_Problem requirements_: Write out, from the entries below, exactly the lines that run between the lines holding "let cluster = Arc::clone(&self.cluster);" and "let mut last_seen: FxHashMap<ObjMeta, (Status, i64)>", inclusive, and stop there.

**********

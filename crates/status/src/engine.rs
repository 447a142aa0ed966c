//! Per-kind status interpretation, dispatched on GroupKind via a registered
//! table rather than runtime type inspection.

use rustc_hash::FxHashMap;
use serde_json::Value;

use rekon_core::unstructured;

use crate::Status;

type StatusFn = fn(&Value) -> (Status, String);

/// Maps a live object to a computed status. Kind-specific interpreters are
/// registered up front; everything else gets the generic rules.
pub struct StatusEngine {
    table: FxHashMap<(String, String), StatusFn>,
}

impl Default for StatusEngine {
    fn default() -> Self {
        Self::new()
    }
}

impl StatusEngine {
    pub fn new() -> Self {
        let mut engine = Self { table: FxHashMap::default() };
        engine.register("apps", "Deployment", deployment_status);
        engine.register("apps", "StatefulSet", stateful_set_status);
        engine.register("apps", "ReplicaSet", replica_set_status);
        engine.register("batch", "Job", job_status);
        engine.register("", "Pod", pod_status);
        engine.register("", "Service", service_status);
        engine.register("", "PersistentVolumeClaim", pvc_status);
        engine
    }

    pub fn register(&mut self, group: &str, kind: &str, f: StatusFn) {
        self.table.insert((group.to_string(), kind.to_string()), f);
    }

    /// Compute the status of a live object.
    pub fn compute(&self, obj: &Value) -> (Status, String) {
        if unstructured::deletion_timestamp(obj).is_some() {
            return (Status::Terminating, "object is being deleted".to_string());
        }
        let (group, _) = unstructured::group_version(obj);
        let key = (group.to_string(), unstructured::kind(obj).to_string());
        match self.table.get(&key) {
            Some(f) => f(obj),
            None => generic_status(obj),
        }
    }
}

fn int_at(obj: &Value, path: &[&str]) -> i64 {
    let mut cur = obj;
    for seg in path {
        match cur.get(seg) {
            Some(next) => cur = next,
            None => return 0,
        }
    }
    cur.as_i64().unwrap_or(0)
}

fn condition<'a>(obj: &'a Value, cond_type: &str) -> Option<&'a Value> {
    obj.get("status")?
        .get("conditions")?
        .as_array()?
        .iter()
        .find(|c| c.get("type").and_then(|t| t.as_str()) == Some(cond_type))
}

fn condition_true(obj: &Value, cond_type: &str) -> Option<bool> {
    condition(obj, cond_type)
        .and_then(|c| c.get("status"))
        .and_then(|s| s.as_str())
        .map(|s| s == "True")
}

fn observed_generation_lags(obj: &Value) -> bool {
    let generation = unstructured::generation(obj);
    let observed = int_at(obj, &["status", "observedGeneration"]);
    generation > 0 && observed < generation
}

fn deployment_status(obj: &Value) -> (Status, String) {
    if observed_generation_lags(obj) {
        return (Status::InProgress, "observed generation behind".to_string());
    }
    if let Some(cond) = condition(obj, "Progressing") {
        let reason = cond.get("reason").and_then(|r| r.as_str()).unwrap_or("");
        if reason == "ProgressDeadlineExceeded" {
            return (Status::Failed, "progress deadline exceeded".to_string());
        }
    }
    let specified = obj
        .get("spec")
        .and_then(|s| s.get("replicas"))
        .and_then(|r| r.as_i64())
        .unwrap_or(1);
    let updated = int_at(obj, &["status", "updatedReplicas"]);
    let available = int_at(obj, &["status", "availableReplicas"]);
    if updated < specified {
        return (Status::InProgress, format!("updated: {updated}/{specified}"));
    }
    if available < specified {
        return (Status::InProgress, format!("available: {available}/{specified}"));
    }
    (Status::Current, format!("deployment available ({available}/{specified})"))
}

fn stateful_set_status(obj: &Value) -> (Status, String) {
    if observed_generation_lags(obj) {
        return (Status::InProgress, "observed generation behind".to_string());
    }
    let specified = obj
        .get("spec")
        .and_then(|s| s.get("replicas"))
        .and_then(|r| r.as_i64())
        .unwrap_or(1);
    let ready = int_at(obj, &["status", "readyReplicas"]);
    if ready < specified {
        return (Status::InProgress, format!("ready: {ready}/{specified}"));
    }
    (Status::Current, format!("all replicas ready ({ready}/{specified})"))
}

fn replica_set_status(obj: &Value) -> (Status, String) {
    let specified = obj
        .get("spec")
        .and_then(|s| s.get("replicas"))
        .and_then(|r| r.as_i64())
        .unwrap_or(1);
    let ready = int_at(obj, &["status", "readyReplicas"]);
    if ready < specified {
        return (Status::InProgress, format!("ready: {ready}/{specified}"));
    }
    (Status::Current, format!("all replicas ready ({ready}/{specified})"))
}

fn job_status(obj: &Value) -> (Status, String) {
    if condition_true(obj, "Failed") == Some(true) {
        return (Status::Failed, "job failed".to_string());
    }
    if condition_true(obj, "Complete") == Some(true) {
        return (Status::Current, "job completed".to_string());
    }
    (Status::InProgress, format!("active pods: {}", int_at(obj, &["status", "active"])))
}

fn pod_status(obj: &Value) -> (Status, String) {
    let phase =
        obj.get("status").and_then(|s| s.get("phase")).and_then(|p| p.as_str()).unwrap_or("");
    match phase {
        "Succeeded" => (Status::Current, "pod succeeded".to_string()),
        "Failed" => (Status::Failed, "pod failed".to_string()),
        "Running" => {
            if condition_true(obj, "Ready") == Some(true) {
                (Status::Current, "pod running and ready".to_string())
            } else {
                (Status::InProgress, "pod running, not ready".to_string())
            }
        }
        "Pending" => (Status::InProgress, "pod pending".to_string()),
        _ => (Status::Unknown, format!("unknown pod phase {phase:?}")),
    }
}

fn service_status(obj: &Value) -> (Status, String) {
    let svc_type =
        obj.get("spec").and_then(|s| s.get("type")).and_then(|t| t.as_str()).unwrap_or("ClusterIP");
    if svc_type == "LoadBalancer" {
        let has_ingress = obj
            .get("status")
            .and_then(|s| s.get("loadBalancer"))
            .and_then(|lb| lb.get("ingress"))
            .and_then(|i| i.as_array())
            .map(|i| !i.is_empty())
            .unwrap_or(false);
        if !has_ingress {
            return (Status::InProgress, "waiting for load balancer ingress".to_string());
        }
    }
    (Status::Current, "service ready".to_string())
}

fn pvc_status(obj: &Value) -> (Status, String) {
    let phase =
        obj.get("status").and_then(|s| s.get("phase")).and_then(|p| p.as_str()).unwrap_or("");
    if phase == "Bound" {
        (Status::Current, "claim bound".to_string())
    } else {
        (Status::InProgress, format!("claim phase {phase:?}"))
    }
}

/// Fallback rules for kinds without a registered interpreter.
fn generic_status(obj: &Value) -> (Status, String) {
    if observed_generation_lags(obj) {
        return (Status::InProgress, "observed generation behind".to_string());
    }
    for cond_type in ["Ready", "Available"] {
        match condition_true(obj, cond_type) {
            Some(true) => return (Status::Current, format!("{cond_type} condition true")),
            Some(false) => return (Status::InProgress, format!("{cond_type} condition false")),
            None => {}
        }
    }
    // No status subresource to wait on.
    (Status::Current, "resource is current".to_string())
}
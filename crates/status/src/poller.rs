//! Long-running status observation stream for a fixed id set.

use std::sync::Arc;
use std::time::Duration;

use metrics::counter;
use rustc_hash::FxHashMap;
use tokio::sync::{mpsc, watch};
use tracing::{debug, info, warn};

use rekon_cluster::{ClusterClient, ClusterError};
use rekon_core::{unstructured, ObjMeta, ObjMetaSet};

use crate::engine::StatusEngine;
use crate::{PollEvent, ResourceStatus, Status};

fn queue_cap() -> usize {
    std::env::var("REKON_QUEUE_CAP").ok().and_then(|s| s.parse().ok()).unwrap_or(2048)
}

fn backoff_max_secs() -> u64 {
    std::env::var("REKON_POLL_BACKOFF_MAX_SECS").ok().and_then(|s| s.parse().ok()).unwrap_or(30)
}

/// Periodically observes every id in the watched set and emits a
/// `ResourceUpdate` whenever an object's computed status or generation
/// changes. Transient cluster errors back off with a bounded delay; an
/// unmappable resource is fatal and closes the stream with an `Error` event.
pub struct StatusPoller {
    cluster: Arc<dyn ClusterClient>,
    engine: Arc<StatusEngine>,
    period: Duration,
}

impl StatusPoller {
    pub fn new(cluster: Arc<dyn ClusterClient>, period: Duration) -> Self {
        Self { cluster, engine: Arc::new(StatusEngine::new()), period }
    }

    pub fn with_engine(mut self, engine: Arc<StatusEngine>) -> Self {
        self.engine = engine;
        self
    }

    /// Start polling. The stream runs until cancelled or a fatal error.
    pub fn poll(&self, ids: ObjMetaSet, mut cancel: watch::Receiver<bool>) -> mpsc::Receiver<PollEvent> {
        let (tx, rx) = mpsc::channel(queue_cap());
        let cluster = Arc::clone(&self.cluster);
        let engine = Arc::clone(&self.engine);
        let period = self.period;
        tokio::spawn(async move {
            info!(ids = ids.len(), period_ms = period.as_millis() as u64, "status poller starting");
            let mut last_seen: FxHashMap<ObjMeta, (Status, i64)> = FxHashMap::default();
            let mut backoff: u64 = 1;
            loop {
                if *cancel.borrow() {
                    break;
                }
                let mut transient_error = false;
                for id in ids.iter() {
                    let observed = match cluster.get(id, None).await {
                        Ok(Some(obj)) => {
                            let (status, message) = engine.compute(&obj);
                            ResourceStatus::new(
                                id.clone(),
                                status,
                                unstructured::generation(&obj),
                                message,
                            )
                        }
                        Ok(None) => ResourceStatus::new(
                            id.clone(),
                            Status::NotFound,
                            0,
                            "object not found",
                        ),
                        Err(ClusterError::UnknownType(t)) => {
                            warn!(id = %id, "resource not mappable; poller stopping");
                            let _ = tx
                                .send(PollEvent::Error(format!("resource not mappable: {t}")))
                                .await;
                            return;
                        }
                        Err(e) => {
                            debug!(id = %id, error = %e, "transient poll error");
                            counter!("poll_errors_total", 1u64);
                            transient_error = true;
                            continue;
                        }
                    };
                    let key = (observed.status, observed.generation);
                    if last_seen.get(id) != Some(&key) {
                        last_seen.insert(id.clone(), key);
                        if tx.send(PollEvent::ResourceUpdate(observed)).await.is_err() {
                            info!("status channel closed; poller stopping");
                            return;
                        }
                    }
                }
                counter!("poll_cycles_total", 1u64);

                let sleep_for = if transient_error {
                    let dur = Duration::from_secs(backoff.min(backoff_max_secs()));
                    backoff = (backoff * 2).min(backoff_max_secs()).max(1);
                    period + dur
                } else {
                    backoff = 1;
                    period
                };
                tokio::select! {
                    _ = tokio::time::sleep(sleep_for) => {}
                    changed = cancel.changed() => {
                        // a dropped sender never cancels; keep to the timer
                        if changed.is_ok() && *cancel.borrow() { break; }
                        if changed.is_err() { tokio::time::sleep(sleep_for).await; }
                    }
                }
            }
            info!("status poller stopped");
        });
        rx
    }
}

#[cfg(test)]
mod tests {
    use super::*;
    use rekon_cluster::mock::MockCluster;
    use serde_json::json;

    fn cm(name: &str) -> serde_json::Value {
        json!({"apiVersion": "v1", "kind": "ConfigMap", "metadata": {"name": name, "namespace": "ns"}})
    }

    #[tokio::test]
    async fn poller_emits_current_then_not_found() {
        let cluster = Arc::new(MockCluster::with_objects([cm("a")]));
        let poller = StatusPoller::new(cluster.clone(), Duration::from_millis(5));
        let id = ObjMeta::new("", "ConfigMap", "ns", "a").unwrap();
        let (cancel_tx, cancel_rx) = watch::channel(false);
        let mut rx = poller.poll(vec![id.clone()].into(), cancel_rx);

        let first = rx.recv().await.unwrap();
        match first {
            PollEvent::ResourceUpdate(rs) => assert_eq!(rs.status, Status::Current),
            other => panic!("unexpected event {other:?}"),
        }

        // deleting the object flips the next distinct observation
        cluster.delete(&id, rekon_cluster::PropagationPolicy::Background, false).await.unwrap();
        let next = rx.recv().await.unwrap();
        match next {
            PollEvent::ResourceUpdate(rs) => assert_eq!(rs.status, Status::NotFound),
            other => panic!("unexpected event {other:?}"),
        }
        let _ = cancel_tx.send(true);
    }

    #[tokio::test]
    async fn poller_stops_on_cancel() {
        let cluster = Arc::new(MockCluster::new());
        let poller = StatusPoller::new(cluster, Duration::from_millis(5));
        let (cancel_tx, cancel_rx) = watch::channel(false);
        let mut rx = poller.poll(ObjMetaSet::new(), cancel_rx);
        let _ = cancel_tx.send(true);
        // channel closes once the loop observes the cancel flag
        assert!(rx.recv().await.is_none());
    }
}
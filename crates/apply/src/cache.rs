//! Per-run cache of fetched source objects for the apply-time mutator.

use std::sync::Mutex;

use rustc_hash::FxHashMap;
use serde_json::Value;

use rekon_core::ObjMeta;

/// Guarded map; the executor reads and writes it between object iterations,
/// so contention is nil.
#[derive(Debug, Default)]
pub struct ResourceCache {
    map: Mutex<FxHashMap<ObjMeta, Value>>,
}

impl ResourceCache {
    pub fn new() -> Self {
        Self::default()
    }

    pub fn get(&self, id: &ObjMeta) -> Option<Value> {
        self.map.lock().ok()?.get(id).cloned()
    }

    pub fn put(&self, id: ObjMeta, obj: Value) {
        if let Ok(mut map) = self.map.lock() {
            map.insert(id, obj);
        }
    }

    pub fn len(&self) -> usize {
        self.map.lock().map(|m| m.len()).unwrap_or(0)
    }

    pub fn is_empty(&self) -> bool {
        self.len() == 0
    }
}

**********

_Reply to the task_:
        let cluster = Arc::clone(&self.cluster);
        let engine = Arc::clone(&self.engine);
        let period = self.period;
        tokio::spawn(async move {
            info!(ids = ids.len(), period_ms = period.as_millis() as u64, "status poller starting");
            let mut last_seen: FxHashMap<ObjMeta, (Status, i64)> = FxHashMap::default();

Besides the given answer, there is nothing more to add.